Gli alibi mancanti degli imputati nella notte fra il 3 e il 4 agosto – Sentenza Appello

Nel corso dell’istruttoria si stabiliva che il Franci, presente come si è visto alla stazione di Firenze S.Maria Novella nella notte fra il 3 e il 4 agosto 1974, aveva scambiato il suo turno dal 1° al 3 agosto compreso con un altro carrellista, certo Pezzi Novarro, il quale, abitando a Reggio Emilia,, era solito chiedere ai colleghi degli scambi quando il suo pendolarismo gli risultava particolarmente scomodo.

Si accertava anche che il Franci il martedì 6 agosto (il 5 era un giorno di sciopero) non si era presentato al lavoro, avvertendo verso le 21, con una telefonata, di aver avuto un incidente.

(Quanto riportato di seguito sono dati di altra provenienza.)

// Copyright (c) 2024-present, tuple-archive contributors
// This source code is licensed under both the Apache 2.0 and MIT License
// (found in the LICENSE-* files in the repository)

//! The aggregation iterator (spec §4.6): buckets a fetch result by
//! `(item, property, context)` and by `floor((end - time) / interval)`,
//! emitting one aggregated tuple per bucket.
//!
//! **Unit decision (open question).** The distilled spec calls `interval`
//! "milliseconds of wall time" in §4.6 while every other use of `time` in
//! this crate (§3, the row format, the writer's week math) is
//! seconds-resolution. Carrying a lone millisecond-denominated parameter
//! through an otherwise all-seconds system would make every call site a
//! silent unit-conversion trap, so this crate resolves the inconsistency
//! by treating `interval`, like `time`, as seconds — see DESIGN.md.

use crate::error::{Error, Result};
use crate::tuple::Tuple;
use crate::value::Value;
use std::collections::HashMap;

/// One of the aggregation operators the Store API's `fetch` accepts as
/// `op` (spec §4.1, §4.6).
#[derive(Clone, Copy, Debug, PartialEq, Eq)]
pub enum AggregationOp {
    Min,
    Max,
    Avg,
    Sum,
    Count,
    First,
    Last,
}

impl AggregationOp {
    /// Parses the Store API's lowercase operator name.
    #[must_use]
    pub fn parse(name: &str) -> Option<Self> {
        match name {
            "min" => Some(Self::Min),
            "max" => Some(Self::Max),
            "avg" => Some(Self::Avg),
            "sum" => Some(Self::Sum),
            "count" => Some(Self::Count),
            "first" => Some(Self::First),
            "last" => Some(Self::Last),
            _ => None,
        }
    }

    fn requires_numeric(self) -> bool {
        matches!(self, Self::Min | Self::Max | Self::Avg | Self::Sum)
    }
}

#[derive(Clone, Eq, PartialEq, Hash)]
struct GroupKey {
    item: String,
    property: String,
    context: String,
}

/// Buckets `tuples` (already restricted to `[begin, end]` by the caller)
/// and emits one tuple per `(item, property, context, bucket)`, ordered by
/// the property order of first appearance in `tuples`, then by strictly
/// decreasing time within each group (spec §4.6).
///
/// # Errors
///
/// Returns [`Error::UnsupportedAggregation`] if `op` is one of
/// `min`/`max`/`avg`/`sum` and any tuple in a bucket holds a non-numeric
/// value.
pub fn aggregate(tuples: Vec<Tuple>, end: i64, interval: i64, op: AggregationOp) -> Result<Vec<Tuple>> {
    let mut group_order: Vec<GroupKey> = Vec::new();
    let mut groups: HashMap<GroupKey, Vec<(i64, Tuple)>> = HashMap::new();

    for tuple in tuples {
        let key = GroupKey {
            item: tuple.item.clone(),
            property: tuple.property.clone(),
            context: tuple.context.clone(),
        };
        let bucket = bucket_of(end, interval, tuple.time);
        groups
            .entry(key.clone())
            .or_insert_with(|| {
                group_order.push(key.clone());
                Vec::new()
            })
            .push((bucket, tuple));
    }

    let mut out = Vec::new();
    for key in group_order {
        let mut members = groups.remove(&key).unwrap_or_default();
        // Stable grouping by bucket, buckets visited in ascending order
        // (= strictly decreasing representative time, per the module doc).
        members.sort_by_key(|(bucket, _)| *bucket);

        let mut start = 0;
        while start < members.len() {
            let bucket = members[start].0;
            let mut end_idx = start;
            while end_idx < members.len() && members[end_idx].0 == bucket {
                end_idx += 1;
            }
            let bucket_members: Vec<&Tuple> = members[start..end_idx].iter().map(|(_, t)| t).collect();
            let value = aggregate_bucket(&bucket_members, op)?;
            let repr_time = bucket_representative_time(end, interval, bucket);
            out.push(Tuple::new(
                key.item.clone(),
                key.property.clone(),
                key.context.clone(),
                repr_time,
                0,
                value,
            ));
            start = end_idx;
        }
    }

    Ok(out)
}

fn bucket_of(end: i64, interval: i64, time: i64) -> i64 {
    if interval <= 0 {
        return 0;
    }
    (end - time).div_euclid(interval)
}

fn bucket_representative_time(end: i64, interval: i64, bucket: i64) -> i64 {
    if interval <= 0 {
        return end;
    }
    end - bucket * interval
}

/// Aggregates one bucket's tuples, in their iteration order (the order
/// they were encountered in the underlying fetch sequence) — this is what
/// makes `first`/`last` well-defined without re-sorting the bucket.
fn aggregate_bucket(members: &[&Tuple], op: AggregationOp) -> Result<Value> {
    if op.requires_numeric() {
        let numbers: Option<Vec<f64>> = members.iter().map(|t| t.value.as_f64()).collect();
        let Some(numbers) = numbers else {
            return Err(Error::UnsupportedAggregation);
        };
        let value = match op {
            AggregationOp::Min => numbers.iter().copied().fold(f64::INFINITY, f64::min),
            AggregationOp::Max => numbers.iter().copied().fold(f64::NEG_INFINITY, f64::max),
            AggregationOp::Sum => numbers.iter().sum(),
            AggregationOp::Avg => numbers.iter().sum::<f64>() / numbers.len() as f64,
            AggregationOp::Count | AggregationOp::First | AggregationOp::Last => {
                unreachable!("not numeric ops")
            }
        };
        return Ok(Value::Float64(value));
    }

    match op {
        AggregationOp::Count => Ok(Value::Int64(members.len() as i64)),
        AggregationOp::First => Ok(members.first().map(|t| t.value.clone()).unwrap_or(Value::Bool(false))),
        AggregationOp::Last => Ok(members.last().map(|t| t.value.clone()).unwrap_or(Value::Bool(false))),
        _ => unreachable!("numeric ops handled above"),
    }
}

#[cfg(test)]
mod tests {
    use super::*;

    fn t(time: i64, value: f64) -> Tuple {
        Tuple::new("http://i", "http://p", "http://c", time, 0, Value::Float64(value))
    }

    #[test]
    fn scenario_s6_average_over_two_buckets() {
        let tuples = vec![t(10, 1.0), t(20, 2.0), t(30, 3.0), t(40, 4.0)];
        let result = aggregate(tuples, 40, 20, AggregationOp::Avg).unwrap();
        assert_eq!(result.len(), 2);
        assert_eq!(result[0].time, 40);
        assert_eq!(result[0].value, Value::Float64(3.5));
        assert_eq!(result[1].time, 20);
        assert_eq!(result[1].value, Value::Float64(1.5));
    }

    #[test]
    fn count_does_not_require_numeric_values() {
        let tuples = vec![
            Tuple::new("http://i", "http://p", "http://c", 10, 0, Value::String("a".into())),
            Tuple::new("http://i", "http://p", "http://c", 15, 0, Value::String("b".into())),
        ];
        let result = aggregate(tuples, 20, 0, AggregationOp::Count).unwrap();
        assert_eq!(result.len(), 1);
        assert_eq!(result[0].value, Value::Int64(2));
    }

    #[test]
    fn min_over_non_numeric_fails() {
        let tuples = vec![Tuple::new(
            "http://i",
            "http://p",
            "http://c",
            10,
            0,
            Value::String("a".into()),
        )];
        assert!(matches!(
            aggregate(tuples, 10, 0, AggregationOp::Min),
            Err(Error::UnsupportedAggregation)
        ));
    }

    #[test]
    fn idempotent_for_min_max_first_last() {
        let tuples = vec![t(10, 1.0), t(20, 2.0), t(30, 3.0), t(40, 4.0)];
        for op in [AggregationOp::Min, AggregationOp::Max, AggregationOp::First, AggregationOp::Last] {
            let once = aggregate(tuples.clone(), 40, 20, op).unwrap();
            let twice = aggregate(once.clone(), 40, 20, op).unwrap();
            assert_eq!(once, twice, "op {op:?} should be idempotent");
        }
    }
}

Successivamente aveva fatto sapere di essersi rotto un piede, preannunciando l’invio di un certificato medico.

Perverranno successivamente due certificati del dott. Giovanni Ducci, di Arezzo, in data 6 e 13 agosto (7 e 10 giorni di cura e riposo per contusione al ginocchio sinistro), a seguito dei quali il Franci verrà collocato in aspettativa per malattia dal 6 al 22 agosto 1974, usufruendo quindi dal 23 agosto di 8 giorni di congedo ordinario. Il periodo dal 10 al 19 agosto circa il Franci lo trascorrerà con la Luddi ed una coppia di amici -Bartolini Silvano ed Innocenti Ivana – a Tortoreto Alto, prendendo in affitto alcune stanze dell’appartamento del parroco don Corrado De Antoniis.

Dagli accertamenti espletati presso l’Ufficio personale del Comune di Empoli, emergeva che il Tuti era stato assente dal 3 all’8 agosto 1974, per malattia. Non era stato però presentato, come di norma, il certificato medico, che il Comune di Empoli richiedeva per assenze superiori ai 3 giorni.

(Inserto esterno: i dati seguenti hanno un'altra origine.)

// Copyright (c) 2024-present, tuple-archive contributors
// This source code is licensed under both the Apache 2.0 and MIT License
// (found in the LICENSE-* files in the repository)

//! The Store API façade (spec §4.1, §4.8): [`ArchiveConfig`] is the builder
//! that opens an [`ArchiveStore`], which exposes `put`/`fetch`/`properties`/
//! `descendants`/`approximate_size`/`delete`/`close` over one archive root.

use crate::aggregate::{self, AggregationOp};
use crate::cache::{MappingCache, ReverseCache, DEFAULT_MAPPING_CACHE_CAPACITY, DEFAULT_REVERSE_CACHE_CAPACITY};
use crate::error::Result;
use crate::fetch;
use crate::id::MappingStore;
use crate::row::{self, WriterSettings};
use crate::tuple::Tuple;
use crate::writer::ColumnarWriter;
use std::path::{Path, PathBuf};
use std::sync::{Arc, Mutex};

/// Configuration builder for an [`ArchiveStore`], mirroring the teacher's
/// `Config` (chained `with_*` setters, a terminal `open()`).
#[derive(Clone, Debug)]
pub struct ArchiveConfig {
    archive_root: PathBuf,
    item_cache_capacity: usize,
    reverse_property_cache_capacity: usize,
    compression_level: i32,
    row_group_size_bytes: usize,
    page_size_bytes: usize,
    dictionary_page_size_bytes: usize,
}

impl ArchiveConfig {
    /// Initializes a new config rooted at `archive_root`, with the defaults
    /// from spec §4.8.
    pub fn new<P: AsRef<Path>>(archive_root: P) -> Self {
        Self {
            archive_root: archive_root.as_ref().to_path_buf(),
            item_cache_capacity: DEFAULT_MAPPING_CACHE_CAPACITY,
            reverse_property_cache_capacity: DEFAULT_REVERSE_CACHE_CAPACITY,
            compression_level: 12,
            row_group_size_bytes: 1024 * 1024,
            page_size_bytes: 8 * 1024,
            dictionary_page_size_bytes: 1024 * 1024,
        }
    }

    /// Sets the capacity of the forward `(item, property, context) → ids`
    /// resolution cache.
    ///
    /// Defaults to 20,000 entries.
    #[must_use]
    pub fn item_cache_capacity(mut self, capacity: usize) -> Self {
        self.item_cache_capacity = capacity;
        self
    }

    /// Sets the capacity of the reverse `id → URI` lookup caches (shared by
    /// the property and context roles).
    ///
    /// Defaults to 10,000 entries.
    #[must_use]
    pub fn reverse_property_cache_capacity(mut self, capacity: usize) -> Self {
        self.reverse_property_cache_capacity = capacity;
        self
    }

    /// Sets the ZSTD compression level used for data file row groups.
    ///
    /// Defaults to 12.
    #[must_use]
    pub fn compression_level(mut self, level: i32) -> Self {
        self.compression_level = level;
        self
    }

    /// Sets the approximate byte budget for one row group before the writer
    /// flushes it.
    ///
    /// Defaults to 1 MiB.
    #[must_use]
    pub fn row_group_size_bytes(mut self, bytes: usize) -> Self {
        self.row_group_size_bytes = bytes;
        self
    }

    /// Sets the parquet data page size limit.
    ///
    /// Defaults to 8 KiB.
    #[must_use]
    pub fn page_size_bytes(mut self, bytes: usize) -> Self {
        self.page_size_bytes = bytes;
        self
    }

    /// Sets the parquet dictionary page size limit.
    ///
    /// Defaults to 1 MiB.
    #[must_use]
    pub fn dictionary_page_size_bytes(mut self, bytes: usize) -> Self {
        self.dictionary_page_size_bytes = bytes;
        self
    }

    fn writer_settings(&self) -> WriterSettings {
        WriterSettings {
            row_group_size_bytes: self.row_group_size_bytes,
            page_size_bytes: self.page_size_bytes,
            dictionary_page_size_bytes: self.dictionary_page_size_bytes,
            zstd_level: self.compression_level,
        }
    }

    /// Opens the archive, bootstrapping the id mappers from
    /// `<archive_root>/metadata/` (spec §4.3's startup bootstrap).
    ///
    /// # Errors
    ///
    /// Will return `Err` if an IO error occurs while creating the archive
    /// root or reading an existing mapping file.
    pub fn open(self) -> Result<ArchiveStore> {
        ArchiveStore::open(self)
    }
}

/// A single tuple archive rooted at one directory on disk.
///
/// `put` takes an internal write lock serializing callers onto the
/// single-writer core (spec §5); `fetch` and friends read through the two
/// bounded caches from [`crate::cache`] without ever blocking on a writer.
pub struct ArchiveStore {
    archive_root: PathBuf,
    mapping: Arc<MappingStore>,
    mapping_cache: MappingCache,
    property_reverse: ReverseCache,
    context_reverse: ReverseCache,
    writer_settings: WriterSettings,
    write_lock: Mutex<()>,
}

impl ArchiveStore {
    fn open(config: ArchiveConfig) -> Result<Self> {
        std::fs::create_dir_all(&config.archive_root)?;
        let mapping = Arc::new(MappingStore::open(&config.archive_root.join("metadata"))?);
        Ok(Self {
            archive_root: config.archive_root,
            mapping,
            mapping_cache: MappingCache::with_capacity(config.item_cache_capacity),
            property_reverse: ReverseCache::with_capacity(config.reverse_property_cache_capacity),
            context_reverse: ReverseCache::with_capacity(config.reverse_property_cache_capacity),
            writer_settings: config.writer_settings(),
            write_lock: Mutex::new(()),
        })
    }

    /// Appends `tuples` to the archive, resolving ids, rolling
    /// week/year partitions as needed, and flushing the id mappers before
    /// returning (spec §4.4, §5).
    ///
    /// # Errors
    ///
    /// Will return `Err` if an IO or parquet-encoding error occurs.
    pub fn put<I: IntoIterator<Item = Tuple>>(&self, tuples: I) -> Result<()> {
        let _guard = self.write_lock.lock().unwrap();
        let mut writer = ColumnarWriter::new(self.archive_root.clone(), self.mapping.clone(), self.writer_settings);
        for tuple in tuples {
            writer.write_tuple(&tuple)?;
        }
        writer.finish()
    }

    /// Fetches up to `limit` tuples per distinct property for `item`,
    /// optionally pinned to one `property`/`context`, newest first (spec
    /// §4.1, §4.5). `limit == 0` means unlimited.
    ///
    /// # Errors
    ///
    /// Will return `Err` if a data file cannot be read.
    pub fn fetch(&self, item: &str, property: Option<&str>, context: Option<&str>, limit: usize) -> Result<Vec<Tuple>> {
        let Some(plan) = fetch::plan(&self.archive_root, &self.mapping, &self.mapping_cache, item, property, context)?
        else {
            return Ok(Vec::new());
        };
        fetch::execute(&plan, &self.mapping, &self.property_reverse, &self.context_reverse, None, limit)
    }

    /// As [`Self::fetch`], restricted to `time` in `[begin, end]` and,
    /// when `op` is given, bucketed into `interval`-sized windows and
    /// reduced with it (spec §4.1, §4.6).
    ///
    /// # Errors
    ///
    /// Will return `Err` if a data file cannot be read, or
    /// [`crate::error::Error::UnsupportedAggregation`] if `op` is one of
    /// `min`/`max`/`avg`/`sum` and a bucket holds a non-numeric value.
    #[allow(clippy::too_many_arguments)]
    pub fn fetch_window(
        &self,
        item: &str,
        property: Option<&str>,
        context: Option<&str>,
        begin: i64,
        end: i64,
        limit: usize,
        interval: i64,
        op: Option<AggregationOp>,
    ) -> Result<Vec<Tuple>> {
        let Some(plan) = fetch::plan(&self.archive_root, &self.mapping, &self.mapping_cache, item, property, context)?
        else {
            return Ok(Vec::new());
        };
        let tuples = fetch::execute(
            &plan,
            &self.mapping,
            &self.property_reverse,
            &self.context_reverse,
            Some((begin, end)),
            limit,
        )?;
        match op {
            Some(op) => aggregate::aggregate(tuples, end, interval, op),
            None => Ok(tuples),
        }
    }

    /// The distinct property URIs recorded for `item` (spec §4.1).
    ///
    /// # Errors
    ///
    /// Will return `Err` if a data file cannot be read.
    pub fn properties(&self, item: &str) -> Result<Vec<String>> {
        let Some(plan) = fetch::plan(&self.archive_root, &self.mapping, &self.mapping_cache, item, None, None)?
        else {
            return Ok(Vec::new());
        };
        let tuples = fetch::execute(&plan, &self.mapping, &self.property_reverse, &self.context_reverse, None, 0)?;
        let mut seen = std::collections::HashSet::new();
        let mut out = Vec::new();
        for tuple in tuples {
            if seen.insert(tuple.property.clone()) {
                out.push(tuple.property);
            }
        }
        Ok(out)
    }

    /// This archive never models item hierarchy (spec §1 Non-goals), so
    /// there are no descendants to report.
    pub fn descendants(&self, _item: &str, _limit: Option<usize>) -> Result<Vec<String>> {
        Ok(Vec::new())
    }

    /// An estimated row count matching the given, possibly partial, query —
    /// a lower bound derived from row-group `id` statistics, never an exact
    /// cardinality (spec §1 Non-goals, §4.1).
    ///
    /// # Errors
    ///
    /// Will return `Err` if a data file's metadata cannot be read.
    pub fn approximate_size(&self, item: Option<&str>, property: Option<&str>, context: Option<&str>) -> Result<u64> {
        let Some(item) = item else {
            return self.approximate_size_all();
        };
        let Some(plan) = fetch::plan(&self.archive_root, &self.mapping, &self.mapping_cache, item, property, context)?
        else {
            return Ok(0);
        };
        let mut total = 0u64;
        for file in plan.files() {
            total += row::estimate_matching_rows(file, plan.predicate())?;
        }
        Ok(total)
    }

    fn approximate_size_all(&self) -> Result<u64> {
        let mut total = 0u64;
        let Ok(year_entries) = std::fs::read_dir(&self.archive_root) else {
            return Ok(0);
        };
        for year_entry in year_entries.flatten() {
            if !year_entry.path().is_dir() {
                continue;
            }
            if year_entry.file_name() == "metadata" {
                continue;
            }
            let Ok(week_entries) = std::fs::read_dir(year_entry.path()) else {
                continue;
            };
            for week_entry in week_entries.flatten() {
                let Ok(data_entries) = std::fs::read_dir(week_entry.path()) else {
                    continue;
                };
                for data_entry in data_entries.flatten() {
                    let path = data_entry.path();
                    if path.extension().and_then(std::ffi::OsStr::to_str) == Some("parquet") {
                        total += row::count_rows(&path)?;
                    }
                }
            }
        }
        Ok(total)
    }

    /// Deletion is out of scope for this archive (spec §1 Non-goals): the
    /// format has no tombstone or compaction machinery, so this is always a
    /// no-op.
    pub fn delete(&self, _item: &str, _property: Option<&str>, _context: Option<&str>) -> bool {
        false
    }

    /// Drops the in-memory read caches. The id mappers themselves always
    /// hold their full contents in memory for the lifetime of the store
    /// (spec §4.3), so this only affects the two bounded lookup caches.
    pub fn close(&self) {
        self.mapping_cache.clear();
        self.property_reverse.clear();
        self.context_reverse.clear();
    }
}

#[cfg(test)]
mod tests {
    use super::*;
    use crate::value::Value;
    use tempfile::tempdir;

    #[test]
    fn put_then_fetch_round_trips_a_tuple() {
        let dir = tempdir().unwrap();
        let store = ArchiveConfig::new(dir.path()).open().unwrap();
        store
            .put(vec![Tuple::new("http://i", "http://p", "http://c", 100, 0, Value::Int32(42))])
            .unwrap();
        let results = store.fetch("http://i", None, None, 0).unwrap();
        assert_eq!(results.len(), 1);
        assert_eq!(results[0].value, Value::Int32(42));
    }

    #[test]
    fn fetch_unknown_item_returns_empty() {
        let dir = tempdir().unwrap();
        let store = ArchiveConfig::new(dir.path()).open().unwrap();
        let results = store.fetch("http://missing", None, None, 0).unwrap();
        assert!(results.is_empty());
    }

    #[test]
    fn properties_lists_each_distinct_property_once() {
        let dir = tempdir().unwrap();
        let store = ArchiveConfig::new(dir.path()).open().unwrap();
        store
            .put(vec![
                Tuple::new("http://i", "http://a", "http://c", 1, 0, Value::Int32(1)),
                Tuple::new("http://i", "http://b", "http://c", 2, 0, Value::Int32(2)),
                Tuple::new("http://i", "http://a", "http://c", 3, 0, Value::Int32(3)),
            ])
            .unwrap();
        let mut props = store.properties("http://i").unwrap();
        props.sort();
        assert_eq!(props, vec!["http://a".to_string(), "http://b".to_string()]);
    }

    #[test]
    fn fetch_window_with_average_aggregates_buckets() {
        let dir = tempdir().unwrap();
        let store = ArchiveConfig::new(dir.path()).open().unwrap();
        store
            .put(vec![
                Tuple::new("http://i", "http://p", "http://c", 10, 0, Value::Float64(1.0)),
                Tuple::new("http://i", "http://p", "http://c", 20, 0, Value::Float64(2.0)),
                Tuple::new("http://i", "http://p", "http://c", 30, 0, Value::Float64(3.0)),
                Tuple::new("http://i", "http://p", "http://c", 40, 0, Value::Float64(4.0)),
            ])
            .unwrap();
        let results = store
            .fetch_window("http://i", None, None, 0, 40, 0, 20, Some(AggregationOp::Avg))
            .unwrap();
        assert_eq!(results.len(), 2);
        assert_eq!(results[0].value, Value::Float64(3.5));
        assert_eq!(results[1].value, Value::Float64(1.5));
    }

    #[test]
    fn descendants_and_delete_are_no_ops() {
        let dir = tempdir().unwrap();
        let store = ArchiveConfig::new(dir.path()).open().unwrap();
        assert!(store.descendants("http://i", None).unwrap().is_empty());
        assert!(!store.delete("http://i", None, None));
    }

    #[test]
    fn approximate_size_counts_written_rows() {
        let dir = tempdir().unwrap();
        let store = ArchiveConfig::new(dir.path()).open().unwrap();
        store
            .put(vec![
                Tuple::new("http://i", "http://p", "http://c", 1, 0, Value::Int32(1)),
                Tuple::new("http://i", "http://p", "http://c", 2, 0, Value::Int32(2)),
            ])
            .unwrap();
        assert_eq!(store.approximate_size(Some("http://i"), None, None).unwrap(), 2);
        assert_eq!(store.approximate_size(None, None, None).unwrap(), 2);
    }
}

Come si è accennato trattando della motivazione del mandato di cattura, anche il Malentacchi non era in grado di fornire un alibi per il pomeriggio e per la serata di sabato 3 agosto, nonché per le prime ore della successiva domenica. La sua asser­zione invero di aver lavorato per tutto l’agosto ’74 presso la ditta ULTRANITOR di Arezzo nello spostamento di macchinari ed attrezzature della ditta Lebole da uno stabilimento all’altro, trovava con­ferma negli accertamenti eseguiti. Non si acquisiva però la prova che fosse stato occupato in tale lavo­ro il sabato 3 agosto, laddove comunque il lavoro stesso non avrebbe riguardato le ore pomeridiane, ed a fortiori quelle della sera e della notte.

Alla Luddi Margherita venivano contestati, con mandato di comparizione notificato il 20.11.1979, i delitti di fabbricazione e detenzione di ordigni esplosivi ed incendiari, di trasporto di un siffatto ordigno in luogo pubblico e dì associazione sovversiva. L’imputato, nel respingere tutte le accuse, ribadiva di essere stata a casa del Tuti, accompagnando il Franci, una sola volta, nel novembre ’74: le  telefonate dell’empolese per prendere contatti col Franci erano iniziate in epoca successiva a detta visita. Insisteva nel dire di aver conosciuto il Malentacchi solo il 19 gennaio 1975.

Quanto alla sera del 3 agosto 1974 aveva già dichiarato, nell’interrogatorio al G.I. del 27.1.76, di essersi trattenuto ad Ortignano Raggiolo per la intera giornata, fino al pomeriggio della successiva domenica, quando aveva raggiunto Arezzo per incontrarsi col Franci e con gli amici Innocenti Ivana e Bartolini Silvano.

Al riguardo verranno sentite Luddi Gabriella e Luddi Rossella, cugine dell’imputata, nonché lo zio Luddi Alfredo, ma nessuno sarà in grado di ricordare cosa avesse fatto l’imputata il pomeriggio e la sera del 3 agosto.